● TASK INPUTS:

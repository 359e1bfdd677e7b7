// Copyright (c) AlphaVelocity.
// All rights reserved.
//
// This source code is licensed under the license found in the
// LICENSE file in the root directory of this source tree.

pub mod budgets;
pub mod categories;
pub mod debts;
pub mod exporter;
pub mod reports;
pub mod settings;
pub mod streak;
pub mod subscriptions;
pub mod transactions;
pub mod wishlist;

use crate::db::{StoreName, load_store, save_store};
use anyhow::{Context, Result};
use rusqlite::Connection;
use serde::Serialize;
use serde::de::DeserializeOwned;

pub(crate) fn load<T: DeserializeOwned + Default>(conn: &Connection, name: StoreName) -> Result<T> {
    load_store(conn, name).with_context(|| format!("Failed to load store '{}'", name.as_str()))
}

pub(crate) fn save<T: Serialize>(conn: &Connection, name: StoreName, value: &T) -> Result<()> {
    save_store(conn, name, value).with_context(|| format!("Failed to save store '{}'", name.as_str()))
}

/// First-run setup: default categories and settings, each only if absent.
/// Returns how many categories were seeded.
pub fn init(conn: &Connection) -> Result<usize> {
    let stored = crate::db::saved_stores(conn)?;
    let mut cats: Vec<crate::models::Category> = load(conn, StoreName::Categories)?;
    let seeded = crate::finance::categories::seed_defaults(&mut cats);
    if seeded > 0 {
        save(conn, StoreName::Categories, &cats)?;
    }
    if !stored.iter().any(|s| s == StoreName::Settings.as_str()) {
        save(conn, StoreName::Settings, &crate::models::UserSettings::default())?;
    }
    tracing::info!(seeded, "Data file initialized");
    Ok(seeded)
}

● DESCRIPTION OF THE TASK:
Using the data above, restate word for word the lines from its opening line through the line that contains "pub mod categories;", and no more.

● ANSWER FOR THIS EXERCISE:
repository 359e1bfdd677e7b7
// Copyright (c) AlphaVelocity.
// All rights reserved.
//
// This source code is licensed under the license found in the
// LICENSE file in the root directory of this source tree.

pub mod budgets;
pub mod categories;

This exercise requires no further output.